Oh, how we loved watching these guys kick up their legs in high heels and gorgeous dresses. I think they could sell out a house with just their routines. Let's hope "Priscilla, Queen of the Desert" comes to Baltimore real soon.
Columbia song and dance man Jay Frisby stood out in the touring production of "South Pacific" at the Hippodrome in September. There's a future for this Glenelg Country School alum who went on to Yale, then Broadway. His mentor, Carole Graham Lehan, also stood out with her fabulous interpretation of Roxy Hart in Toby's "Chicago," ending in a cartwheel split that defies words.
Soon after the Japanese earthquake tragedy, Misako Aoki-Oda organized a dance benefit at the Howard County Center for the Arts in April to help the people of her native country. Most memorable was her lovely Asian piece that featured 13-year-old Hana Takemoto in "Red Dragonfly."
That same month, national and international dance stars put their talents to work for the humanitarian relief efforts in Japan. Hosted by the Chesapeake Arts Center in Brooklyn Park and organized by dancer Adrienne Canterna and the American Red Cross, the show turned out to be a terrific night of dance. It was also a reunion, of sorts, with many former dancers from the Baltimore area.
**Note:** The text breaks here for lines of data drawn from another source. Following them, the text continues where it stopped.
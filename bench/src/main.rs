use std::time::Instant;

use crosshatch::{
    binding::ParameterBinding,
    camera::{Camera, CameraParameters},
    engine::{shade, Differentials, SurfaceSample},
    film::{Film, FilmSettings},
    math::{Spectrum, Vec3, Vec4},
    params::HatchParameters,
    renderer::{render, RenderSettings},
    scene::{LightSettings, Scene},
    textures::{PaperSettings, PaperTexture},
};

const ITERATIONS: usize = 2_000_000;

fn bench_shade(with_differentials: bool) {
    let params = HatchParameters::default();
    let mut sample = SurfaceSample {
        position_view: Vec4::new(0.0, 0.0, -4.0, 1.0),
        normal: Vec3::new(0.0, 0.0, 1.0),
        base_color: Spectrum::splat(0.5),
        paper_color: Spectrum::splat(0.95),
        differentials: if with_differentials {
            Some(Differentials {
                dpdx: Vec4::new(0.005, 0.0, 0.0, 0.0),
                dpdy: Vec4::new(0.0, 0.005, 0.0, 0.0),
            })
        } else {
            None
        },
    };

    let start = Instant::now();
    let mut acc = 0.0;
    for i in 0..ITERATIONS {
        sample.position_view.x = (i as f32) * 1e-4;
        acc += shade(&sample, &params).color.r;
    }
    if acc.is_nan() {
        panic!("We only wanted to force the loop to be executed!")
    }
    let elapsed_ns = start.elapsed().as_nanos();
    let elapsed_ms = (elapsed_ns as f64) * 1e-6;
    let ns_per_shade = (elapsed_ns as f64) / (ITERATIONS as f64);
    println!(
        "Shade ({:>14}) took {:6.1} ms total, {:0.2} ns per fragment",
        if with_differentials {
            "differentials"
        } else {
            "hard step"
        },
        elapsed_ms,
        ns_per_shade
    );
}

fn bench_frame(use_single_render_thread: bool) {
    let film_settings = FilmSettings {
        width: 1280,
        height: 720,
    };
    let mut film = Film::new(&film_settings);
    let camera = Camera::new(CameraParameters::default(), film_settings.res());
    let paper = PaperTexture::new(&PaperSettings::default());
    let binding = ParameterBinding::default();

    let result = render(
        &mut film,
        &Scene::default(),
        &camera,
        &LightSettings::default(),
        &paper,
        &binding,
        RenderSettings {
            use_single_render_thread,
        },
    );
    println!(
        "Frame    ({:>14}) took {:6.1} ms total",
        if use_single_render_thread {
            "single thread"
        } else {
            "parallel"
        },
        result.secs * 1e3
    );
}

fn main() {
    bench_shade(false);
    bench_shade(true);
    bench_frame(true);
    bench_frame(false);
}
Adrienne's duet with her husband, Rasta Thomas, and her sister Ashley's powerful contemporary piece will long be appreciated.
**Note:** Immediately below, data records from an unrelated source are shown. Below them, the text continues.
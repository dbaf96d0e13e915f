#[cfg(test)]
mod tests {
    use approx::assert_abs_diff_eq;
    use std::{str::FromStr, thread};

    use crosshatch::{
        binding::{BindingError, ParameterBinding, Tunable, TunableDescriptor, TunableValue},
        math::Spectrum,
        params::HatchParameters,
    };

    #[test]
    fn defaults() {
        let params = ParameterBinding::default().snapshot();
        assert_eq!(params, HatchParameters::default());
        assert_abs_diff_eq!(params.roughness, 0.2);
        assert_abs_diff_eq!(params.metalness, 0.1);
        assert_abs_diff_eq!(params.scale, 20.0);
        assert_eq!(params.ink_color.to_hex(), 0x12_6A_87);
    }

    #[test]
    fn names() {
        assert_eq!(Tunable::from_str("roughness").ok(), Some(Tunable::Roughness));
        assert_eq!(Tunable::from_str("metalness").ok(), Some(Tunable::Metalness));
        assert_eq!(Tunable::from_str("inkColor").ok(), Some(Tunable::InkColor));
        assert_eq!(Tunable::from_str("scale").ok(), Some(Tunable::Scale));
        assert!(Tunable::from_str("Scale").is_err());
        assert_eq!(Tunable::InkColor.to_string(), "inkColor");
    }

    #[test]
    fn descriptors() {
        let descriptors = ParameterBinding::descriptors();
        assert_eq!(descriptors.len(), 4);

        let scale = descriptors
            .iter()
            .find(|d| d.tunable() == Tunable::Scale)
            .copied();
        match scale {
            Some(TunableDescriptor::Float { range, .. }) => {
                assert_eq!(range.min, 10.0);
                assert_eq!(range.max, 30.0);
                assert_eq!(range.step, Some(0.01));
            }
            other => panic!("Unexpected scale descriptor {:?}", other),
        }
        assert!(matches!(
            Tunable::InkColor.descriptor(),
            TunableDescriptor::Color { .. }
        ));
    }

    #[test]
    fn scale_is_clamped_and_snapped() {
        let binding = ParameterBinding::default();

        binding.set_scale(12.5);
        assert_abs_diff_eq!(binding.snapshot().scale, 12.5, epsilon = 1e-4);

        binding.set_scale(50.0);
        assert_eq!(binding.snapshot().scale, 30.0);

        binding.set_scale(5.0);
        assert_eq!(binding.snapshot().scale, 10.0);

        binding.set_scale(12.347);
        assert_abs_diff_eq!(binding.snapshot().scale, 12.35, epsilon = 1e-4);

        binding.set_scale(f32::NAN);
        assert_eq!(binding.snapshot().scale, 10.0);
    }

    #[test]
    fn unit_terms_are_clamped() {
        let binding = ParameterBinding::default();

        binding.set_roughness(-1.0);
        binding.set_metalness(0.75);
        let params = binding.snapshot();
        assert_eq!(params.roughness, 0.0);
        assert_eq!(params.metalness, 0.75);

        binding.set_metalness(3.0);
        assert_eq!(binding.snapshot().metalness, 1.0);
    }

    #[test]
    fn set_by_name() {
        let binding = ParameterBinding::default();

        binding
            .set("inkColor", TunableValue::Color(Spectrum::new(1.0, 0.5, 0.0)))
            .unwrap();
        assert_eq!(binding.snapshot().ink_color, Spectrum::new(1.0, 0.5, 0.0));

        binding.set("roughness", TunableValue::Float(0.6)).unwrap();
        assert_eq!(binding.snapshot().roughness, 0.6);

        // Out of range color channels are clamped
        binding
            .set("inkColor", TunableValue::Color(Spectrum::new(2.0, -1.0, 0.5)))
            .unwrap();
        assert_eq!(binding.snapshot().ink_color, Spectrum::new(1.0, 0.0, 0.5));
    }

    #[test]
    fn rejected_writes_leave_state() {
        let binding = ParameterBinding::default();
        let before = binding.snapshot();

        assert!(matches!(
            binding.set("thickness", TunableValue::Float(1.0)),
            Err(BindingError::UnknownTunable(name)) if name == "thickness"
        ));
        assert!(matches!(
            binding.set("scale", TunableValue::Color(Spectrum::ones())),
            Err(BindingError::WrongValueKind {
                tunable: Tunable::Scale,
                ..
            })
        ));
        assert!(matches!(
            binding.set_tunable(Tunable::InkColor, TunableValue::Float(0.5)),
            Err(BindingError::WrongValueKind {
                tunable: Tunable::InkColor,
                ..
            })
        ));

        assert_eq!(binding.snapshot(), before);
    }

    #[test]
    fn clones_share_state() {
        let binding = ParameterBinding::default();
        let handle = binding.clone();
        handle.set_scale(25.0);
        assert_abs_diff_eq!(binding.snapshot().scale, 25.0, epsilon = 1e-4);
    }

    #[test]
    fn readers_see_whole_updates() {
        let red = Spectrum::new(1.0, 0.0, 0.0);
        let blue = Spectrum::new(0.0, 0.0, 1.0);

        let binding = ParameterBinding::default();
        binding.set_ink_color(red);

        let writer = {
            let binding = binding.clone();
            thread::spawn(move || {
                for i in 0..2000 {
                    binding.set_ink_color(if i % 2 == 0 { blue } else { red });
                    binding.set_scale(10.0 + (i % 20) as f32);
                }
            })
        };

        let readers: Vec<_> = (0..4)
            .map(|_| {
                let binding = binding.clone();
                thread::spawn(move || {
                    for _ in 0..2000 {
                        let params = binding.snapshot();
                        assert!(params.ink_color == red || params.ink_color == blue);
                        assert!((10.0..=30.0).contains(&params.scale));
                    }
                })
            })
            .collect();

        writer.join().unwrap();
        for reader in readers {
            reader.join().unwrap();
        }
    }
}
Columbia native Alex Ketley created a wonderful piece for the TV show, "So You Think You Can Dance." The sought-after choreographer worked with a man in a wheel chair and his able-bodied partner — a smashing success that should be repeated in 2012.
Then there was sadness in the dance world, as we lost Becky Jung, a beautiful young women who brought joy to anyone who ever saw her dance, especially at the Columbia Festival of the Arts celebrations. The UMBC graduate and member of Pilobolus died in New York City in September with friends at her side.
The Merce Cunningham Dance Company performed its final concert at the Kennedy Center to a tearful audience earlier this month. Baltimore dancer Daniel Madoff danced especially beautifully, performing the same variation that Merce, himself, had done years earlier. It was a valiant tribute to the late director who shook the world with his innovative movement ideas.